TikTok est utilisé par les deux tiers des adolescents aux États-Unis, mais Washington craint que la Chine n’emploie des moyens de pressions légaux et réglementaires pour contraindre la société mère chinoise ByteDance à fournir des données utilisateurs ou à diffuser des éléments de la propagande chinoise. Pour rappel, en Chine, Twitter, Facebook, YouTube et Instagram sont bloqués par la censure.
Avec RFI
TikTok : que va faire la France ?
En France, près de 10 millions de personnes utilisent TikTok, Et Paris n’a pas encore pris de mesures concernant l’application. Pas d’inquiétude officiellement au sommet de l’État.
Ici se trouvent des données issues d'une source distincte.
//! Lens builder used while finalizing.
//!
//! Records the synthetic moves decided by naming, then serves as the
//! [`FixupMapping`] of the tree fixer so that every change the fixer makes
//! lands in the same delta.

use crate::invariant;
use kiln_ir::{FieldRef, FixupMapping, LensDelta, LensDeltaBuilder, MethodRef, TypeId};
use rustc_hash::FxHashMap;

#[derive(Debug, Default)]
pub struct FinalizationLensBuilder {
    /// Internal holder to final holder, for class and method synthetics.
    synthetic_types: FxHashMap<TypeId, TypeId>,
    synthetic_methods: FxHashMap<MethodRef, MethodRef>,
    delta: LensDeltaBuilder,
}

impl FinalizationLensBuilder {
    pub fn new() -> Self {
        Self::default()
    }

    pub fn move_synthetic_class(&mut self, from: TypeId, to: TypeId) {
        let previous = self.synthetic_types.insert(from, to);
        invariant!(previous.is_none(), "synthetic class {from:?} moved twice");
        self.delta.move_type(from, to);
    }

    pub fn move_synthetic_method(&mut self, from: MethodRef, to: MethodRef) {
        let previous = self.synthetic_methods.insert(from, to);
        invariant!(previous.is_none(), "synthetic method {from:?} moved twice");
        self.synthetic_types.insert(from.holder, to.holder);
        self.delta.move_method(from, to);
        self.delta.move_type(from.holder, to.holder);
    }

    pub fn synthetic_type(&self, ty: TypeId) -> Option<TypeId> {
        self.synthetic_types.get(&ty).copied()
    }

    pub fn is_empty(&self) -> bool {
        self.delta.is_empty()
    }

    /// The delta, or `None` when finalization renamed nothing.
    pub fn build(self) -> Option<LensDelta> {
        if self.delta.is_empty() {
            return None;
        }
        Some(self.delta.build())
    }
}

impl FixupMapping for FinalizationLensBuilder {
    fn map_type(&self, ty: TypeId) -> TypeId {
        self.synthetic_type(ty).unwrap_or(ty)
    }

    fn map_method(&self, method: MethodRef) -> Option<MethodRef> {
        self.synthetic_methods.get(&method).copied()
    }

    fn record_class_change(&mut self, from: TypeId, to: TypeId) {
        self.delta.move_type(from, to);
    }

    fn record_field_change(&mut self, from: FieldRef, to: FieldRef) {
        self.delta.move_field(from, to);
    }

    fn record_method_change(&mut self, from: MethodRef, to: MethodRef) {
        self.delta.move_method(from, to);
    }
}

#[cfg(test)]
mod tests;
//! Proof that an error was reported.

use std::fmt;

/// Zero-sized proof that at least one error diagnostic was reported.
///
/// Cannot be constructed outside this crate except through
/// [`ErrorGuaranteed::from_error_count`].
#[derive(Copy, Clone, Eq, PartialEq, Hash, Debug)]
pub struct ErrorGuaranteed(());

impl ErrorGuaranteed {
    pub(crate) const fn new() -> Self {
        ErrorGuaranteed(())
    }

    /// Proof for a non-zero error count.
    pub fn from_error_count(count: usize) -> Option<Self> {
        (count > 0).then(Self::new)
    }
}

impl fmt::Display for ErrorGuaranteed {
    fn fmt(&self, f: &mut fmt::Formatter<'_>) -> fmt::Result {
        write!(f, "error(s) emitted")
    }
}

impl std::error::Error for ErrorGuaranteed {}
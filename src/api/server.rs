//! HTTP server implementation.
//!
//! Builds the axum router over the shared [`Database`] and manages the
//! listener lifecycle.

use axum::{
    Router,
    response::{IntoResponse, Json},
    routing::get,
};
use std::net::SocketAddr;
use std::sync::Arc;
use tower_http::cors::{Any, CorsLayer};
use tower_http::trace::TraceLayer;
use tracing::info;

use super::{boards, columns, subtasks, tasks};
use crate::config::BoardConfig;
use crate::db::Database;

/// Server state shared across handlers.
#[derive(Clone)]
pub struct ApiServer {
    /// Shared database handle.
    db: Database,
    /// Board behavior (default columns).
    board_config: Arc<BoardConfig>,
}

impl ApiServer {
    /// Create a new server state instance.
    pub fn new(db: Database, board_config: BoardConfig) -> Self {
        Self {
            db,
            board_config: Arc::new(board_config),
        }
    }

    /// Get the database reference.
    pub fn db(&self) -> &Database {
        &self.db
    }

    /// Get the board configuration.
    pub fn board_config(&self) -> &BoardConfig {
        &self.board_config
    }
}

/// Health check response.
#[derive(serde::Serialize)]
struct HealthResponse {
    status: &'static str,
    version: &'static str,
}

/// Health check endpoint.
async fn health() -> impl IntoResponse {
    Json(HealthResponse {
        status: "healthy",
        version: env!("CARGO_PKG_VERSION"),
    })
}

/// Build the router with all routes.
pub fn build_router(state: ApiServer) -> Router {
    let cors = CorsLayer::new()
        .allow_origin(Any)
        .allow_methods(Any)
        .allow_headers(Any);

    Router::new()
        .route("/health", get(health))
        // Boards
        .route("/boards", get(boards::list_boards).post(boards::create_board))
        .route(
            "/boards/{id}",
            get(boards::get_board)
                .put(boards::update_board)
                .delete(boards::delete_board),
        )
        .route("/boards/{id}/tree", get(boards::get_board_tree))
        .route(
            "/boards/{id}/columns",
            get(columns::list_board_columns).post(columns::create_board_column),
        )
        // Columns
        .route(
            "/columns/{id}",
            get(columns::get_column)
                .put(columns::update_column)
                .delete(columns::delete_column),
        )
        .route(
            "/columns/{id}/tasks",
            get(tasks::list_column_tasks).post(tasks::create_column_task),
        )
        // Tasks
        .route(
            "/tasks/{id}",
            get(tasks::get_task)
                .put(tasks::update_task)
                .delete(tasks::delete_task),
        )
        .route(
            "/tasks/{id}/subtasks",
            get(subtasks::list_task_subtasks)
                .post(subtasks::create_task_subtask)
                .patch(subtasks::reorder_task_subtasks),
        )
        // Subtasks
        .route(
            "/subtasks/{id}",
            get(subtasks::get_subtask)
                .put(subtasks::update_subtask)
                .patch(subtasks::toggle_subtask)
                .delete(subtasks::delete_subtask),
        )
        .layer(cors)
        .layer(TraceLayer::new_for_http())
        .with_state(state)
}

/// Serve in the foreground until `shutdown` resolves.
pub async fn serve<F>(state: ApiServer, addr: SocketAddr, shutdown: F) -> anyhow::Result<()>
where
    F: std::future::Future<Output = ()> + Send + 'static,
{
    let app = build_router(state);
    let listener = tokio::net::TcpListener::bind(addr).await?;
    info!("Kanban API listening on http://{}", listener.local_addr()?);

    axum::serve(listener, app)
        .with_graceful_shutdown(shutdown)
        .await?;

    info!("Kanban API stopped");
    Ok(())
}

/// Resolves on Ctrl-C.
pub async fn shutdown_signal() {
    if let Err(e) = tokio::signal::ctrl_c().await {
        tracing::warn!("Failed to listen for Ctrl-C: {}", e);
        std::future::pending::<()>().await;
    }
    info!("Shutdown signal received");
}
L’exécutif assure que les données sensibles des autorités sont bien protégées. C’est ce qu’explique Olivier Véran, porte-parole du gouvernement français.
« Qu’il s’agisse du président de la République ou des membres du gouvernement, nous disposons de téléphones professionnels qui, de toute façon, ne tolèrent pas l’installation de quelque application de type réseau social que ce soit, rappelle le ministre. Ensuite, dans le cas des ministères dits régaliens, notamment la Défense ou l’Intérieur, il a été déjà assuré que sur les téléphones d’usage professionnel des agents au niveau central, il ne puisse pas être installé d’applications, de réseau social, de type TikTok ou autre. »
Paris ne veut pas se précipiter. Le gouvernement veut d’abord obtenir des éléments tangibles avant de passer à l’action. La Cnil française, l’organisme chargé de veiller au respect de la vie privée en ligne, a demandé une enquête à son homologue irlandaise, là où la maison mère de TikTok est domiciliée fiscalement.
Et puis, le ministre délégué au Numérique va rencontrer prochainement les dirigeants « monde » de l’application chinoise pour leur demander des comptes. En particulier pour s’assurer que les données des utilisateurs européens sont traités par des serveurs situés en Europe. Mais sans attendre la décision du gouvernement, l’Assemblée nationale a pris les devants : une campagne de communication va être lancée pour alerter les députés sur les risques de sécurité posés par certaines applications, dont TikTok. Et une commission d’enquête au Sénat va se pencher sur TikTok.